Factors to Consider when Addressing Frequency Lowering Candidacy

The protocol presented in this paper considers FL as a means to provide access to high-frequency sounds, when these cannot be provided via conventional amplification. As hearing aid technology advances, it may be possible to amplify a broader frequency response without the use of FL. Some candidacy factors for the application of individualized FL settings include [adopted from the Ontario Infant Hearing Program: Protocol for the Provision of Amplification (IHP, 2014)]:

  1. The configuration and degree of the hearing loss: Candidacy is more likely if the hearing loss is high-frequency or severe-profound.
     
  2. Hearing instrument factors: Ensure the hearing instrument provides an appropriate gain response for the hearing loss. Consider whether the device provides some form of frequency lowering. Candidacy is more likely if the bandwidth of the device is restricted in the high-frequencies.
     
  3. Electroacoustic verification (fit to targets): Candidacy is more likely if fit to targets cannot be met across all frequencies, according to a valid fitting approach, and audibility of high-frequency phonemes such as a female /s/ is not possible with conventional amplification.
     
  4. Other factors unique to the listener: Candidacy is more likely if the listener and/or caregiver reports difficulty hearing and/or discriminating between high-frequency phonemes such as /s/ and /ʃ/, with conventional amplification.

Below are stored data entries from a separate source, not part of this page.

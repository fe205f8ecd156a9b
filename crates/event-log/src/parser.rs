//! Paginated vendor text-log parsing.
//!
//! Doorbell-style vendors expose their event log as repeated lines of
//! `items[n].Field=value`, fetched in bounded batches through a "find
//! next" call that reports a `found=N` count. Motion episodes arrive as
//! separate `Event Begin` / `Event End` rows that must be paired back
//! together. Pagination ends when a batch reports `found=0`; batches run
//! newest-first and are reversed to chronological before pairing.

use std::path::PathBuf;
use std::sync::OnceLock;

use chrono::{DateTime, Duration, NaiveDateTime, TimeZone, Utc};
use regex::Regex;
use tracing::{debug, warn};

use camsift_common::error::CamsiftResult;
use camsift_event_model::{MotionEvent, TimeWindow};

use crate::EventLogSource;

/// Yields raw vendor batch text until the log is exhausted.
///
/// Implementations wrap whatever session/token mechanics the vendor uses;
/// the parser only sees text. Returning `None` ends pagination early
/// (equivalent to a `found=0` batch).
pub trait LogBatchSource {
    fn next_batch(&mut self) -> CamsiftResult<Option<String>>;
}

/// Begin/end marker carried by each vendor record.
#[derive(Debug, Clone, Copy, PartialEq, Eq)]
enum Marker {
    Begin,
    End,
}

/// One grouped `items[n].*` record before pairing.
#[derive(Debug, Clone)]
struct RawRecord {
    time: DateTime<Utc>,
    marker: Marker,
    region: String,
    channel: u32,
    kind: String,
}

/// Accumulator for an open begin marker awaiting its end.
#[derive(Debug, Clone)]
struct Pending {
    start: DateTime<Utc>,
    region: String,
    channel: u32,
    kind: String,
}

/// Pairing state machine.
#[derive(Debug)]
enum PairState {
    /// No open accumulator.
    AwaitingItem,
    /// A begin marker opened an accumulator.
    InBegin(Pending),
    /// An end marker completed an event; flushed before the next record.
    InEnd(MotionEvent),
}

/// Parser for paginated `items[n].field=value` vendor logs.
#[derive(Debug, Clone)]
pub struct BatchLogParser {
    /// Synthesized episode length when only one of begin/end is present.
    pub lookbehind_secs: i64,

    /// Only records of this event type (lowercased) are paired; other log
    /// rows (config changes, logins) are dropped.
    pub motion_kind: String,
}

impl Default for BatchLogParser {
    fn default() -> Self {
        Self {
            lookbehind_secs: 60,
            motion_kind: "motion detect".to_string(),
        }
    }
}

fn item_line_regex() -> &'static Regex {
    static RE: OnceLock<Regex> = OnceLock::new();
    RE.get_or_init(|| Regex::new(r"^items\[(\d+)\]\.(.+?)=(.*)$").expect("item line regex"))
}

fn found_regex() -> &'static Regex {
    static RE: OnceLock<Regex> = OnceLock::new();
    RE.get_or_init(|| Regex::new(r"(?m)^found=(\d+)").expect("found line regex"))
}

impl BatchLogParser {
    pub fn new(lookbehind_secs: i64) -> Self {
        Self {
            lookbehind_secs,
            ..Default::default()
        }
    }

    /// Drain a batch source and pair its records into chronological events.
    pub fn collect(&self, source: &mut dyn LogBatchSource) -> CamsiftResult<Vec<MotionEvent>> {
        let mut records = Vec::new();

        loop {
            let Some(batch) = source.next_batch()? else {
                break;
            };
            if let Some(found) = parse_found_count(&batch) {
                if found == 0 {
                    break;
                }
            }
            records.extend(self.group_items(&batch));
        }

        // Vendor order is newest-first; pairing needs chronological.
        records.reverse();
        records.retain(|r| r.kind == self.motion_kind);

        Ok(self.pair(records))
    }

    /// Parse one batch of text into a single-shot event list (no paging).
    pub fn parse_text(&self, text: &str) -> Vec<MotionEvent> {
        let mut records = self.group_items(text);
        records.reverse();
        records.retain(|r| r.kind == self.motion_kind);
        self.pair(records)
    }

    /// Group `items[n].field=value` lines into records by item index.
    ///
    /// Malformed lines are skipped, never fatal; a record missing its time
    /// or type marker is likewise dropped with a debug note.
    fn group_items(&self, text: &str) -> Vec<RawRecord> {
        let mut records = Vec::new();
        let mut current_index: Option<u32> = None;
        let mut fields: Vec<(String, String)> = Vec::new();

        for line in text.lines() {
            let Some(caps) = item_line_regex().captures(line.trim()) else {
                continue;
            };
            let index: u32 = match caps[1].parse() {
                Ok(i) => i,
                Err(_) => continue,
            };
            let name = normalize_field_name(&caps[2]);
            let value = caps[3].to_string();

            if current_index != Some(index) {
                if let Some(record) = build_record(&fields) {
                    records.push(record);
                }
                fields.clear();
                current_index = Some(index);
            }
            fields.push((name, value));
        }

        if let Some(record) = build_record(&fields) {
            records.push(record);
        }

        records
    }

    /// Pair begin/end markers into events with an explicit state machine.
    fn pair(&self, records: Vec<RawRecord>) -> Vec<MotionEvent> {
        let mut events = Vec::new();
        let mut state = PairState::AwaitingItem;

        for record in records {
            // Flush a completed event before handling the next marker.
            if let PairState::InEnd(event) = state {
                events.push(event);
                state = PairState::AwaitingItem;
            }

            state = match (state, record.marker) {
                (PairState::AwaitingItem, Marker::Begin) => PairState::InBegin(Pending {
                    start: record.time,
                    region: record.region,
                    channel: record.channel,
                    kind: record.kind,
                }),

                // End with no open accumulator: the episode started before
                // the query window. Estimate the start with the lookbehind.
                (PairState::AwaitingItem, Marker::End) => {
                    PairState::InEnd(MotionEvent::from_end(
                        record.time,
                        self.lookbehind_secs,
                        record.region,
                        record.channel,
                        record.kind,
                    ))
                }

                (PairState::InBegin(pending), Marker::End) => PairState::InEnd(MotionEvent::new(
                    pending.start,
                    record.time,
                    pending.region,
                    pending.channel,
                    pending.kind,
                )),

                // Two begins in a row is a vendor quirk; restart from the
                // newer one.
                (PairState::InBegin(stale), Marker::Begin) => {
                    debug!(stale_start = %stale.start, "Unpaired begin marker dropped");
                    PairState::InBegin(Pending {
                        start: record.time,
                        region: record.region,
                        channel: record.channel,
                        kind: record.kind,
                    })
                }

                (PairState::InEnd(_), _) => unreachable!("InEnd flushed above"),
            };
        }

        // Trailing state: a completed event flushes as-is; an open begin
        // never saw its end (episode ran past the window), so synthesize.
        match state {
            PairState::InEnd(event) => events.push(event),
            PairState::InBegin(pending) => {
                let end = pending.start + Duration::seconds(self.lookbehind_secs);
                events.push(MotionEvent::new(
                    pending.start,
                    end,
                    pending.region,
                    pending.channel,
                    pending.kind,
                ));
            }
            PairState::AwaitingItem => {}
        }

        events
    }
}

/// Extract the `found=N` batch count, if the batch carries one.
fn parse_found_count(text: &str) -> Option<u32> {
    found_regex()
        .captures(text)
        .and_then(|caps| caps[1].parse().ok())
}

/// Lowercase, space-to-dash, and strip array suffixes from a field name,
/// so `Detail.Region Name` and `Detail.RegionName[0]` both normalize.
fn normalize_field_name(name: &str) -> String {
    static SUFFIX: OnceLock<Regex> = OnceLock::new();
    let suffix = SUFFIX.get_or_init(|| Regex::new(r"\[\d+\]").expect("suffix regex"));
    suffix
        .replace_all(&name.to_lowercase().replace(' ', "-"), "")
        .to_string()
}

/// Assemble a grouped record, dropping it when time or type is unusable.
fn build_record(fields: &[(String, String)]) -> Option<RawRecord> {
    if fields.is_empty() {
        return None;
    }

    let get = |key: &str| {
        fields
            .iter()
            .find(|(name, _)| name == key)
            .map(|(_, value)| value.as_str())
    };

    let time_raw = get("time")?;
    let time = match NaiveDateTime::parse_from_str(time_raw, "%Y-%m-%d %H:%M:%S") {
        Ok(naive) => Utc.from_utc_datetime(&naive),
        Err(e) => {
            debug!(value = time_raw, error = %e, "Skipping record with unparseable time");
            return None;
        }
    };

    let marker = match get("type")? {
        t if t.contains("Begin") => Marker::Begin,
        t if t.contains("End") => Marker::End,
        other => {
            debug!(value = other, "Skipping record with unknown type marker");
            return None;
        }
    };

    Some(RawRecord {
        time,
        marker,
        region: get("detail.region-name").unwrap_or_default().to_lowercase(),
        channel: get("detail.channel-no.")
            .and_then(|v| v.trim().parse().ok())
            .unwrap_or(0),
        kind: get("detail.event-type").unwrap_or_default().to_lowercase(),
    })
}

/// A whole vendor log dump in a local file, treated as one batch.
///
/// Used by the CLI runner and by tests; live vendor sessions implement
/// [`LogBatchSource`] directly instead.
#[derive(Debug, Clone)]
pub struct TextLogFile {
    pub path: PathBuf,
    pub parser: BatchLogParser,
}

impl TextLogFile {
    pub fn new(path: impl Into<PathBuf>, lookbehind_secs: i64) -> Self {
        Self {
            path: path.into(),
            parser: BatchLogParser::new(lookbehind_secs),
        }
    }
}

impl EventLogSource for TextLogFile {
    fn motion_events(&mut self, window: &TimeWindow) -> CamsiftResult<Vec<MotionEvent>> {
        let text = std::fs::read_to_string(&self.path)?;
        let mut events = self.parser.parse_text(&text);
        let before = events.len();
        events.retain(|e| window.overlaps(e.start, e.end));
        if events.len() < before {
            warn!(
                dropped = before - events.len(),
                "Events outside the query window dropped"
            );
        }
        Ok(events)
    }
}

#[cfg(test)]
mod tests {
    use super::*;

    struct Batches(Vec<String>);

    impl LogBatchSource for Batches {
        fn next_batch(&mut self) -> CamsiftResult<Option<String>> {
            if self.0.is_empty() {
                Ok(None)
            } else {
                Ok(Some(self.0.remove(0)))
            }
        }
    }

    fn item(n: u32, time: &str, marker: &str) -> String {
        format!(
            "items[{n}].Time=2026-08-25 {time}\n\
             items[{n}].Type=Event {marker}\n\
             items[{n}].Detail.Region Name=Backyard\n\
             items[{n}].Detail.Channel No.=0\n\
             items[{n}].Detail.Event Type=Motion Detect\n"
        )
    }

    #[test]
    fn test_pairs_begin_and_end() {
        // Newest-first: the end marker arrives before its begin.
        let text = format!("found=2\n{}{}", item(0, "10:00:30", "End"), item(1, "10:00:10", "Begin"));
        let mut source = Batches(vec![text, "found=0\n".to_string()]);

        let events = BatchLogParser::default().collect(&mut source).unwrap();
        assert_eq!(events.len(), 1);
        assert_eq!(events[0].duration_secs(), 20);
        assert_eq!(events[0].region, "backyard");
        assert_eq!(events[0].kind, "motion detect");
    }

    #[test]
    fn test_end_only_synthesizes_start() {
        let text = format!("found=1\n{}", item(0, "10:01:00", "End"));
        let mut source = Batches(vec![text, "found=0\n".to_string()]);

        let events = BatchLogParser::new(60).collect(&mut source).unwrap();
        assert_eq!(events.len(), 1);
        assert_eq!(events[0].duration_secs(), 60);
        assert_eq!(
            events[0].start,
            events[0].end - Duration::seconds(60)
        );
    }

    #[test]
    fn test_trailing_begin_synthesizes_end() {
        let text = format!("found=1\n{}", item(0, "10:01:00", "Begin"));
        let mut source = Batches(vec![text, "found=0\n".to_string()]);

        let events = BatchLogParser::new(60).collect(&mut source).unwrap();
        assert_eq!(events.len(), 1);
        assert_eq!(events[0].duration_secs(), 60);
    }

    #[test]
    fn test_pagination_stops_at_found_zero() {
        // The found=0 batch must terminate the loop even though more
        // batches are queued behind it.
        let mut source = Batches(vec![
            format!("found=1\n{}", item(0, "10:00:30", "End")),
            "found=0\n".to_string(),
            format!("found=1\n{}", item(0, "09:00:30", "End")),
        ]);

        let events = BatchLogParser::default().collect(&mut source).unwrap();
        assert_eq!(events.len(), 1);
    }

    #[test]
    fn test_malformed_lines_skipped() {
        let text = "garbage\nitems[0].Time=not a date\nitems[0].Type=Event End\n\
                    items[0].Detail.Event Type=Motion Detect\n"
            .to_string();
        let events = BatchLogParser::default().parse_text(&text);
        assert!(events.is_empty());
    }

    #[test]
    fn test_non_motion_records_dropped() {
        let text = item(0, "10:00:30", "End").replace("Motion Detect", "Video Loss");
        let events = BatchLogParser::default().parse_text(&text);
        assert!(events.is_empty());
    }

    #[test]
    fn test_newest_first_output_is_chronological() {
        // Two complete episodes, newest first in the raw log.
        let text = format!(
            "{}{}{}{}",
            item(0, "11:00:30", "End"),
            item(1, "11:00:00", "Begin"),
            item(2, "10:00:30", "End"),
            item(3, "10:00:00", "Begin"),
        );
        let events = BatchLogParser::default().parse_text(&text);
        assert_eq!(events.len(), 2);
        assert!(events[0].start < events[1].start);
    }

    #[test]
    fn test_double_begin_restarts_accumulator() {
        let text = format!(
            "{}{}{}",
            item(0, "10:02:00", "End"),
            item(1, "10:01:30", "Begin"),
            item(2, "10:00:00", "Begin"),
        );
        let events = BatchLogParser::default().parse_text(&text);
        assert_eq!(events.len(), 1);
        assert_eq!(events[0].duration_secs(), 30);
    }

    #[test]
    fn test_empty_log_is_valid() {
        let mut source = Batches(vec!["found=0\n".to_string()]);
        let events = BatchLogParser::default().collect(&mut source).unwrap();
        assert!(events.is_empty());
    }

    #[test]
    fn test_field_name_normalization() {
        assert_eq!(normalize_field_name("Detail.Region Name"), "detail.region-name");
        assert_eq!(normalize_field_name("Detail.RegionName[2]"), "detail.regionname");
    }
}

Verifying Hearing Instruments with Frequency Lowering

As with all hearing aid fittings, routine clinical verification is necessary to ensure that an appropriate amount of gain and output is provided across frequencies. This FL protocol recommends the use of a validated prescriptive formula as the starting point of all fittings. A few additional verification steps are recommended to ensure that an optimal amount of FL is provided. This can help ensure that each listener has access to important speech sounds needed when developing speech and language skills and for daily communication needs.

Current clinical guidelines recommend that the fitter maximize the output bandwidth available to the listener prior to activating FL through the use of validated prescriptive targets (AAA, 2013). The fitter can then determine the frequency at which the output of the hearing instrument falls below audibility for a given audiogram, or the MAOF: maximum audible output frequency (McCreery et al., 2014; McCreery, Brennan, Hoover, Kopun, & Stelmachowicz, 2013). In this protocol, we verify the hearing aid with a running speech signal, to determine the MAOF range. Specifically, the MAOF range spans from the point at which the long-term average speech spectrum (LTASS) crosses threshold to the point at which the peaks of speech cross threshold (Figure 1). This range can then be used as a target region in which to place the calibrated /s/ stimulus during verification and fine-tuning of FL (Scollie et al., 2016). A display of peak and valley measurements for the LTASS is needed when identifying the MAOF range.

An Audioscan Verifit display of the hearing threshold line with the aided LTASS

Figure 1. An Audioscan Verifit display of the hearing threshold line, together with the aided LTASS for a standard speech passage presented at 65 dB SPL allows for visualization of the MAOF range.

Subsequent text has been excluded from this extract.